十余年前从三清山回诸暨,曾蜻蜓点水般地经过常山。那是明晃晃的春天,我们在黄昏歇脚打尖,在第二天清晨又迅速离开,仿佛不曾来过。十余年后,又是春日,我在常山长久地停留,闻到了常山最深处的气息,这种气息新鲜而陌生,唤醒了我多年以前淡去的梦境。
这里的阳光温软,像一只手一样抚摸着你,然后开始抽你的骨头,把你的骨头抽去了,你就慵懒成泥,慵懒成泥的时候,我听见春秋时期传来的破空之声,我相信那时候世事安好。那时常山隶属越国,而越国国都恰在我的老家诸暨。我像一朵初冬的棉花,被晒软,蓬松,而后飘回了故乡。
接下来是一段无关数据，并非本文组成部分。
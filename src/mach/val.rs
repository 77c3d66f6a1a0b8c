use super::MAX_STRING_LEN;
use crate::error;
use crate::lang::Error;

type Result<T> = std::result::Result<T, Error>;

/// ## Variable value

#[derive(Debug, Clone, PartialEq)]
pub enum Val {
    Undefined,
    Integer(i64),
    String(String),
}

impl Default for Val {
    fn default() -> Val {
        Val::Undefined
    }
}

impl Val {
    pub fn is_defined(&self) -> bool {
        !matches!(self, Val::Undefined)
    }

    pub fn type_name(&self) -> &'static str {
        match self {
            Val::Undefined => "UNDEFINED",
            Val::Integer(_) => "INTEGER",
            Val::String(_) => "STRING",
        }
    }

    /// Parses a `def` literal: `0x` followed by hex digits, or text in double quotes.
    /// Text longer than `MAX_STRING_LEN` bytes is cut short, not rejected.
    pub fn from_literal(s: &str) -> Result<Val> {
        if s.len() < 2 {
            return Err(error!(IllegalLiteral; s));
        }
        if let Some(digits) = s.strip_prefix("0x") {
            return match parse_hex(digits) {
                Some(n) => Ok(Val::Integer(n)),
                None => Err(error!(IllegalLiteral; s)),
            };
        }
        if s.starts_with('"') && s.ends_with('"') {
            let content = &s[1..s.len() - 1];
            return Ok(Val::String(truncate(content, MAX_STRING_LEN).to_string()));
        }
        Err(error!(IllegalLiteral; s))
    }
}

/// Reads the leading run of hex digits. Values wider than 64 bits
/// saturate, then the bits are taken as two's complement.
fn parse_hex(s: &str) -> Option<i64> {
    let mut value: u64 = 0;
    let mut digits = 0;
    for ch in s.chars() {
        let digit = match ch.to_digit(16) {
            Some(d) => d as u64,
            None => break,
        };
        digits += 1;
        value = value
            .checked_mul(16)
            .and_then(|v| v.checked_add(digit))
            .unwrap_or(u64::max_value());
    }
    if digits == 0 {
        None
    } else {
        Some(value as i64)
    }
}

/// Longest prefix of `s` within `max` bytes that ends on a char boundary.
pub(crate) fn truncate(s: &str, max: usize) -> &str {
    if s.len() <= max {
        return s;
    }
    let mut end = max;
    while !s.is_char_boundary(end) {
        end -= 1;
    }
    &s[..end]
}

impl std::fmt::Display for Val {
    fn fmt(&self, f: &mut std::fmt::Formatter) -> std::fmt::Result {
        match self {
            Val::Undefined => write!(f, "UNDEFINED"),
            Val::Integer(n) => write!(f, "0x{:x}", n),
            Val::String(s) => write!(f, "\"{}\"", s),
        }
    }
}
站在常山的山茶园里,我闻到了植物和泥土,以及腐败草叶的气息,我想起上山砍柴的少年时代。连山风都如此熟悉,或者说,我和此山此树此山茶此空气是投缘的。阳光明亮而朴素,依然温软地扑打着我们,同时刺激着我们的眼睛,只能眯缝着。回忆起童年辰光,我去山上的林子里采山茶子,然后去镇上的收购店换了两块多钱。那是我用汗水换来的钱,紧紧捏在手心,又瞬间被汗水打湿。那时候尚显年轻的父亲,替我保管了卖山茶子的钱,斩钉截铁地说:交学费!此刻想来,那遥远的往事如此深埋在我的记忆里,令人愉悦。
循着油香来到一个作展示的老作坊,工人正在劳作,碾末、炒末粉、包饼、榨油,一道道工序,让我在油香中想到了旧时镜象。突然觉得,如果没有现代工业文明,这样的老作坊将比比皆是。再想远一点,老街、老村、老屋、老旧而绿意呼啸的风景、老式火车……我渐渐远离喧嚣的人群,来到展示馆对面的一条河边。榨油坊里的水碓,正吱扭作响。在水的作用下,所有的木制机器开始运作,那石磨磨去稻谷的外壳,像磨去一段远去的时光。在稻谷拆骨般的疼痛中,我真愿意回到从前,想念远去的农业文明,像想念一位远去的穿大褂的故人。
在阳光下,我听到了《南泥湾》的歌声,那是一群穿着火红衣裳的乡村女子。照例是丰盛的阳光,阳光下有歌声,有舞蹈,有人在沏茶,有人在煎饼,凡此种种,肆无忌惮地侵袭你的视觉、听觉和味觉系统,让你融入其中,感知身在此乡中,风光如此好。我再次离开人群,穿行在一条弄堂里。但是不管穿行到何处,那《南泥湾》的歌声始终在响着。歌声告诉我,许多人在开荒,三五九旅是模范,然后呢,咱们走向前,鲜花送模范……弄堂的一头连着一个乡村文化舞台,另一头连接着田野。我看到了各种恣意绿着的蔬菜,在田野里欣欣向荣着。其间有农人出没,一个白发苍苍的奶奶推开篱笆的门,吱呀一声,村庄活了起来。《南泥湾》的音乐声还在响着,但我知道南泥湾不在此处,南泥湾在遥远的陕北,花篮里的花儿也各有各的香法。这儿的村庄和我如此之近,近得让我想到了渐渐远离的生养我的村庄丹桂房。
如果把目光抛远,我又看到了山间的路上,一个和尚背着布袋,穿着皂袜,在山脚下的一条山道边疾行而过。山风阵阵,冬天的气息扑面而来。
不由想起弘一法师。一个深夜,我看到了他写的“悲欣交集”四个字。我久久地盯着那四个字看,突然想到了长而短的人生。安静的时刻,我们都会想一想生老病死,以及我们无处不在的功利心和欲望,以及在这个世界挣扎的种种……我们都是凡人,我们都会垂垂老矣,到那时候我们还会剩下什么?此刻我明白,弘一法师为何要云游,他想去远方寻得淡泊与安静。而这位行过常山的赶路的和尚,在暖阳与尘土里,是想要走向春天,还是要走完他的一生?
我又想,我们的远方,也许就是我们的近处。